The bible does not say that the two criminals crucified on either side of Jesus were thieves. Rather, they are bandits and wrongdoers – whatever they did, it was especially bad. That means that either they were large-scale robbers, like highwaymen who attacked caravans, or they were terrorists from the Zealot rebels who launched attacks against the Romans and supported various false Messiahs during the span of the first 150 years of the Christian era. We forget in worshipping the Prince of peace that Palestine was about as peaceful then as it is now – there were sporadic and sometimes very well-organized assaults against the Romans, which culminate in the prophecy of Jesus regarding the city of Jerusalem – its complete destruction and burial in the year 70, only 36 years after the death of our Lord. Jesus is mocked three times, but the mocking by the bandits is the shortest – they don’t have the air in their lungs to shout much!

Jesus is truly alone – even they reject him. BUT Jesus will show great mercy to the wrongdoer, the lawbreaker.

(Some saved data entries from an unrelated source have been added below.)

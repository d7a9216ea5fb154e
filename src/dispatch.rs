use rand::rngs::StdRng;
use rand::Rng;

use crate::error::Result;
use crate::models::CustomerClass;
use crate::queues::QueueStore;
use crate::state::Customer;

/// Picks the next customer to serve, or `None` when both queues are empty.
///
/// When both queues hold customers, a uniform draw in [0, 1) below
/// `priority_ratio` selects the priority queue. The ratio is the probability
/// of favoring priority work under contention, not a preemption rule: a lone
/// non-empty queue is always served regardless of the ratio.
pub fn select_next_customer(
    queues: &mut QueueStore,
    priority_ratio: f64,
    rng: &mut StdRng,
) -> Result<Option<Customer>> {
    let priority_empty = queues.is_empty(CustomerClass::Priority);
    let normal_empty = queues.is_empty(CustomerClass::Normal);

    let class = match (priority_empty, normal_empty) {
        (true, true) => return Ok(None),
        (false, true) => CustomerClass::Priority,
        (true, false) => CustomerClass::Normal,
        (false, false) => {
            if rng.gen::<f64>() < priority_ratio {
                CustomerClass::Priority
            } else {
                CustomerClass::Normal
            }
        }
    };

    queues.dequeue_front(class).map(Some)
}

Mocked without mercy, Jesus now shows mercy. He saves the other bandit by staying on the cross and entrusting himself to the Father. The eloquent lawbreaker recounts that they were sentenced justly – but Jesus is suffering wrongly. “He did nothing disorderly” – he knows of Jesus, and like the wife of Pilate knows that he is a just man. Even sinners and pagans know that – it is the self-righteous and arrogant who do not. And what does this eloquent thief say? It is a shocking sentence – he says ‘ JESUS” – the only man to address Jesus by name in ANY gospel – with no title, as  this is a sincere cry –” remember me ” – he trusts that Jesus has the authority to help him and he anticipates the invitation Jesus normally gave to sinners to repent. Jesus answers with AMEN twice! A most definite pronouncement from the king of all and a solid promise. Luke does not have any AMEN sayings – only HERE!

Divine graciousness beyond any human expectation! In Luke 11:9 Jesus said “Ask and it will be given” – the great merciful Jesus is going to indeed hear the prayer of this wretched sinner who asked to be remembered and Jesus says “thou shalt be with me this day”  – the day which is going to close so quickly after the 9th hour, 3 pm, the day of absolute salvation. Jesus gives deliverance, Jesus gives intimacy. Jesus makes him a disciple, that precious role.

And where will they be? In the presence of the absolute fullness of God. God exercises incredible graciousness thru the person of Jesus. How can Jesus grant such a thing to a sinner? But Jesus indeed came for that reason into the world – St Paul says, and this is echoed today in the Byzantine Rite before receiving Holy Communion – “to save sinners, of whom I am the first.”